Il 25 aprile nella poesia italiana
Un’antologia per celebrare la Liberazione
“Come l’acqua pura di una volta, / come l’aria dei nostri monti, / come la forza dell’amicizia, / come l’amore della mia donna, / come il sorriso di un bimbo, / come la solidarietà del bene, / come l’odio per le guerre, / come il desiderio del bello / abbiamo bisogno di Resistenza”. Così incomincia la poesia del vicentino Mario Pavan che celebra il sacrificio di tanti partigiani che sono morti per la libertà.
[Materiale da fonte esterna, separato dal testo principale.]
pub mod adapters;
pub mod app;
pub mod config;
pub mod core;
pub mod domain;
pub mod utils;

pub use adapters::storage::LocalStorage;
#[cfg(feature = "s3")]
pub use adapters::storage::S3Storage;
pub use adapters::translator::HttpTranslator;
pub use config::{DownloadConfig, TomlConfig, TranslateConfig, UploadConfig};
pub use core::engine::{BatchEngine, BatchSettings};
pub use domain::model::{IdRange, Record, RunSummary};
pub use utils::error::{PrepError, Result};
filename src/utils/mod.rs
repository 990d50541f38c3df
pub mod error;
pub mod logger;
pub mod monitor;
pub mod validation;
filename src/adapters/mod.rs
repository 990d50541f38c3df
// Adapters layer: concrete implementations for external systems (storage, translation service).

pub mod storage;
pub mod translator;
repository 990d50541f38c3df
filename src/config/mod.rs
#[cfg(feature = "cli")]
pub mod cli;
pub mod toml_config;

use crate::app::pipelines::{ImageFetchSettings, TranslateSettings};
use crate::core::retry::RetryPolicy;
use crate::core::source::MalformedPolicy;
use crate::domain::model::IdRange;
use crate::utils::error::{PrepError, Result};
use crate::utils::validation::*;
use serde::{Deserialize, Serialize};
use std::path::{Path, PathBuf};
use std::time::Duration;

pub use toml_config::TomlConfig;

fn validate_id_range(field_name: &str, inf: i64, sup: Option<i64>) -> Result<()> {
    if inf < 0 {
        return Err(PrepError::InvalidConfigValueError {
            field: format!("{}.inf", field_name),
            value: inf.to_string(),
            reason: "Range start cannot be negative".to_string(),
        });
    }
    if let Some(sup) = sup {
        if sup <= inf {
            return Err(PrepError::InvalidConfigValueError {
                field: format!("{}.sup", field_name),
                value: sup.to_string(),
                reason: format!("Range end must be greater than start {}", inf),
            });
        }
    }
    Ok(())
}

/// Image download settings. Defaults follow the CC3M train split layout.
#[derive(Debug, Clone, PartialEq, Serialize, Deserialize)]
#[serde(default)]
pub struct DownloadConfig {
    /// Input JSONL; defaults to `./<dataset>_<split>.jsonl`.
    pub input: Option<PathBuf>,
    pub dataset_name: String,
    pub split: String,
    pub image_root: PathBuf,
    pub tmp_dir: PathBuf,
    pub workers: usize,
    pub batch_size: usize,
    pub timeout_ms: u64,
    pub max_image_side: u32,
    /// Many CC3M hosts serve broken certificates, so this is on by default.
    pub accept_invalid_certs: bool,
    pub inf: i64,
    pub sup: Option<i64>,
    pub malformed: MalformedPolicy,
}

impl Default for DownloadConfig {
    fn default() -> Self {
        Self {
            input: None,
            dataset_name: "cc3m".to_string(),
            split: "train".to_string(),
            image_root: PathBuf::from("./cc3m_images"),
            tmp_dir: PathBuf::from("./tmp"),
            workers: 32,
            batch_size: 32_000,
            timeout_ms: 2_000,
            max_image_side: crate::app::pipelines::image_fetch::MAX_IMAGE_SIDE,
            accept_invalid_certs: true,
            inf: 0,
            sup: None,
            malformed: MalformedPolicy::Fail,
        }
    }
}

impl DownloadConfig {
    /// File name prefix and image sub-directory, e.g. `cc3m_train`.
    pub fn prefix(&self) -> String {
        format!("{}_{}", self.dataset_name, self.split)
    }

    pub fn input_path(&self) -> PathBuf {
        self.input
            .clone()
            .unwrap_or_else(|| PathBuf::from(format!("./{}.jsonl", self.prefix())))
    }

    pub fn target_dir(&self) -> PathBuf {
        self.image_root.join(self.prefix())
    }

    pub fn range(&self) -> IdRange {
        IdRange::new(self.inf, self.sup)
    }

    pub fn fetch_settings(&self) -> ImageFetchSettings {
        ImageFetchSettings {
            target_dir: self.target_dir(),
            tmp_dir: self.tmp_dir.clone(),
            prefix: self.prefix(),
            max_side: self.max_image_side,
            timeout: Duration::from_millis(self.timeout_ms),
            accept_invalid_certs: self.accept_invalid_certs,
        }
    }
}

impl Validate for DownloadConfig {
    fn validate(&self) -> Result<()> {
        validate_non_empty_string("download.dataset_name", &self.dataset_name)?;
        validate_non_empty_string("download.split", &self.split)?;
        validate_path(
            "download.image_root",
            &self.image_root.to_string_lossy(),
        )?;
        validate_path("download.tmp_dir", &self.tmp_dir.to_string_lossy())?;
        validate_range("download.workers", self.workers, 1, 1024)?;
        validate_positive_number("download.batch_size", self.batch_size, 1)?;
        validate_range("download.timeout_ms", self.timeout_ms, 1, 600_000)?;
        validate_range("download.max_image_side", self.max_image_side, 1, 65_535)?;
        validate_id_range("download", self.inf, self.sup)?;
        Ok(())
    }
}

#[derive(Debug, Clone, PartialEq, Serialize, Deserialize)]
#[serde(default)]
pub struct TranslatorConfig {
    pub endpoint: String,
    pub api_key: Option<String>,
    pub timeout_ms: u64,
}

impl Default for TranslatorConfig {
    fn default() -> Self {
        Self {
            endpoint: "http://localhost:5000/translate".to_string(),
            api_key: None,
            timeout_ms: 10_000,
        }
    }
}

/// Caption cleaning and translation settings.
#[derive(Debug, Clone, PartialEq, Serialize, Deserialize)]
#[serde(default)]
pub struct TranslateConfig {
    pub input: PathBuf,
    /// Explicit output file; otherwise derived from input name and range.
    pub output: Option<PathBuf>,
    pub output_dir: PathBuf,
    pub langs: Vec<String>,
    pub batch_size: usize,
    pub flush_every: usize,
    pub workers: usize,
    pub pause_ms: u64,
    pub inf: i64,
    pub sup: Option<i64>,
    pub malformed: MalformedPolicy,
    pub retry: RetryPolicy,
    pub translator: TranslatorConfig,
}

impl Default for TranslateConfig {
    fn default() -> Self {
        Self {
            input: PathBuf::from("cc3m_train.jsonl"),
            output: None,
            output_dir: PathBuf::from("./"),
            langs: ["fr", "es", "pt", "it", "ja", "ko", "zh-CN"]
                .iter()
                .map(|s| s.to_string())
                .collect(),
            batch_size: 100,
            flush_every: 100,
            workers: 4,
            pause_ms: 300,
            inf: 0,
            sup: None,
            malformed: MalformedPolicy::Fail,
            retry: RetryPolicy::default(),
            translator: TranslatorConfig::default(),
        }
    }
}

impl TranslateConfig {
    pub fn range(&self) -> IdRange {
        IdRange::new(self.inf, self.sup)
    }

    /// `<output_dir>/<input stem>_translated_<inf>_to_<sup|end>.jsonl` unless set.
    pub fn output_path(&self) -> PathBuf {
        if let Some(output) = &self.output {
            return output.clone();
        }
        let stem = self
            .input
            .file_stem()
            .map(|s| s.to_string_lossy().into_owned())
            .unwrap_or_else(|| "captions".to_string());
        self.output_dir
            .join(format!("{}_translated_{}.jsonl", stem, self.range().label()))
    }

    pub fn translate_settings(&self) -> TranslateSettings {
        TranslateSettings {
            langs: self.langs.clone(),
            retry: self.retry,
            pause: Duration::from_millis(self.pause_ms),
        }
    }
}

impl Validate for TranslateConfig {
    fn validate(&self) -> Result<()> {
        validate_path("translate.input", &self.input.to_string_lossy())?;
        validate_language_codes("translate.langs", &self.langs)?;
        validate_positive_number("translate.batch_size", self.batch_size, 1)?;
        validate_positive_number("translate.flush_every", self.flush_every, 1)?;
        validate_range("translate.workers", self.workers, 1, 256)?;
        validate_range("translate.retry.max_attempts", self.retry.max_attempts, 1, 100)?;
        validate_url("translate.translator.endpoint", &self.translator.endpoint)?;
        validate_id_range("translate", self.inf, self.sup)?;
        Ok(())
    }
}

#[derive(Debug, Clone, Copy, PartialEq, Eq, Default, Serialize, Deserialize)]
#[cfg_attr(feature = "cli", derive(clap::ValueEnum))]
#[serde(rename_all = "lowercase")]
pub enum UploadBackend {
    #[default]
    S3,
    /// Mirror into a local directory (`local_root/<bucket>/<key>`).
    Local,
}

/// Periodic upload of the translate output file.
#[derive(Debug, Clone, PartialEq, Serialize, Deserialize)]
pub struct UploadConfig {
    #[serde(default)]
    pub backend: UploadBackend,
    pub bucket: String,
    #[serde(default)]
    pub prefix: String,
    #[serde(default = "default_every_n_flushes")]
    pub every_n_flushes: usize,
    #[serde(default)]
    pub region: Option<String>,
    #[serde(default)]
    pub local_root: Option<PathBuf>,
}

fn default_every_n_flushes() -> usize {
    100
}

impl UploadConfig {
    pub fn new(backend: UploadBackend, bucket: impl Into<String>) -> Self {
        Self {
            backend,
            bucket: bucket.into(),
            prefix: String::new(),
            every_n_flushes: default_every_n_flushes(),
            region: None,
            local_root: None,
        }
    }

    /// Object key for `output`: `<prefix>/<file name>`.
    pub fn key_for(&self, output: &Path) -> String {
        let file_name = output
            .file_name()
            .map(|n| n.to_string_lossy().into_owned())
            .unwrap_or_default();
        let prefix = self.prefix.trim_matches('/');
        if prefix.is_empty() {
            file_name
        } else {
            format!("{}/{}", prefix, file_name)
        }
    }
}

impl Validate for UploadConfig {
    fn validate(&self) -> Result<()> {
        validate_positive_number("upload.every_n_flushes", self.every_n_flushes, 1)?;
        match self.backend {
            UploadBackend::S3 => validate_s3_bucket_name("upload.bucket", &self.bucket)?,
            UploadBackend::Local => {
                validate_non_empty_string("upload.bucket", &self.bucket)?;
                let root = validate_required_field("upload.local_root", &self.local_root)?;
                validate_path("upload.local_root", &root.to_string_lossy())?;
            }
        }
        Ok(())
    }
}
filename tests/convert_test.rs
use cc3m_prep::app::convert::convert_tsv_to_jsonl;
use cc3m_prep::app::runner::inspect_records;
use tempfile::TempDir;

#[test]
fn test_convert_then_inspect() {
    let temp_dir = TempDir::new().unwrap();
    let tsv = temp_dir.path().join("Validation_GCC-1.1.0-Validation.tsv");
    let jsonl = temp_dir.path().join("cc3m_valid.jsonl");

    std::fs::write(
        &tsv,
        "author : a life in photography\thttp://example.com/a.jpg\n\
         the player \"shoots\" the ball\thttp://example.com/b.jpg\n\
         trees at night\thttp://example.com/c.jpg\n",
    )
    .unwrap();

    let count = convert_tsv_to_jsonl(&tsv, &jsonl).unwrap();
    assert_eq!(count, 3);

    let first_line = std::fs::read_to_string(&jsonl)
        .unwrap()
        .lines()
        .next()
        .unwrap()
        .to_string();
    assert_eq!(
        first_line,
        r#"{"image_id":0,"id":0,"caption":"author : a life in photography","image_url":"http://example.com/a.jpg"}"#
    );

    let records = inspect_records(&jsonl, 10).unwrap();
    assert_eq!(records.len(), 3);
    assert_eq!(records[1].id, 1);
    assert_eq!(records[1].caption.as_deref(), Some("the player \"shoots\" the ball"));
    assert_eq!(records[2].image_url.as_deref(), Some("http://example.com/c.jpg"));
}
use serde::{Deserialize, Serialize};
use std::future::Future;
use std::time::Duration;

/// Bounded retry with a fixed delay between attempts.
#[derive(Debug, Clone, Copy, PartialEq, Eq, Serialize, Deserialize)]
#[serde(default)]
pub struct RetryPolicy {
    pub max_attempts: u32,
    #[serde(rename = "delay_ms", with = "millis")]
    pub delay: Duration,
}

impl Default for RetryPolicy {
    fn default() -> Self {
        Self {
            max_attempts: 5,
            delay: Duration::from_secs(1),
        }
    }
}

impl RetryPolicy {
    pub fn new(max_attempts: u32, delay: Duration) -> Self {
        Self {
            max_attempts: max_attempts.max(1),
            delay,
        }
    }

    /// Runs `op` until it succeeds or `max_attempts` is reached.
    ///
    /// On exhaustion returns the last error together with the number of
    /// attempts made.
    pub async fn run<T, E, F, Fut>(&self, mut op: F) -> Result<T, (E, u32)>
    where
        F: FnMut(u32) -> Fut,
        Fut: Future<Output = Result<T, E>>,
        E: std::fmt::Display,
    {
        let max_attempts = self.max_attempts.max(1);
        let mut attempt = 1;
        loop {
            match op(attempt).await {
                Ok(value) => return Ok(value),
                Err(e) if attempt >= max_attempts => return Err((e, attempt)),
                Err(e) => {
                    tracing::debug!(attempt, max_attempts, error = %e, "Retrying after failure");
                    tokio::time::sleep(self.delay).await;
                    attempt += 1;
                }
            }
        }
    }
}

mod millis {
    use serde::{Deserialize, Deserializer, Serializer};
    use std::time::Duration;

    pub fn serialize<S: Serializer>(value: &Duration, serializer: S) -> Result<S::Ok, S::Error> {
        serializer.serialize_u64(value.as_millis() as u64)
    }

    pub fn deserialize<'de, D: Deserializer<'de>>(deserializer: D) -> Result<Duration, D::Error> {
        u64::deserialize(deserializer).map(Duration::from_millis)
    }
}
Giovanni Tesio nel libro 25 poesie per il 25 aprile (Interlinea Edizioni) ha raccolto le più belle delle più belle poesie, a cominciare da quella di Primo Levi che definisce i partigiani “partigia”, come erano chiamati in Piemonte: “Dove siete, partigia di tutte le valli, / Tarzan, Riccio, Sparviero, Saetta, Ulisse?”. E il padovano Silvio Ramat: “Il mondo ritrova le ali perdute, / che poi sappia volare, non è detto”. Giovanni Raboni ricorda che, tre giorni prima del 25 aprile, fu “picchiato a sangue, non a morte / il figlio mezzo scimunito / della fiorista del paese / che girava fischiando Giovinezza”. Franco Fortini rievoca crudamente “le teste degli impiccati, la bava degli impiccati, le unghie dei fucilati, i denti dei fucilati” concludendo con il verso “sulla terra faremo libertà”. Tra i suoi morti, Attilio Bertolucci ricorda l’amico Giacomo Ulivi: era stato fucilato da un plotone fascista, a 19 anni, il 10 novembre 1944, ma la notizia era arrivata nei giorni della festa e delle fanfare di maggio: “Ora sei tornato nel pallore / della tua passione, la morte / non può vincere la tua giovinezza tenace”. Luciano Erba, quasi si trattasse di una cantilena, rievoca gli anni della fuga sulle montagne: “andavo in montagna / scarponi e paltò / volevo fuggire / l’Italia e Salò”.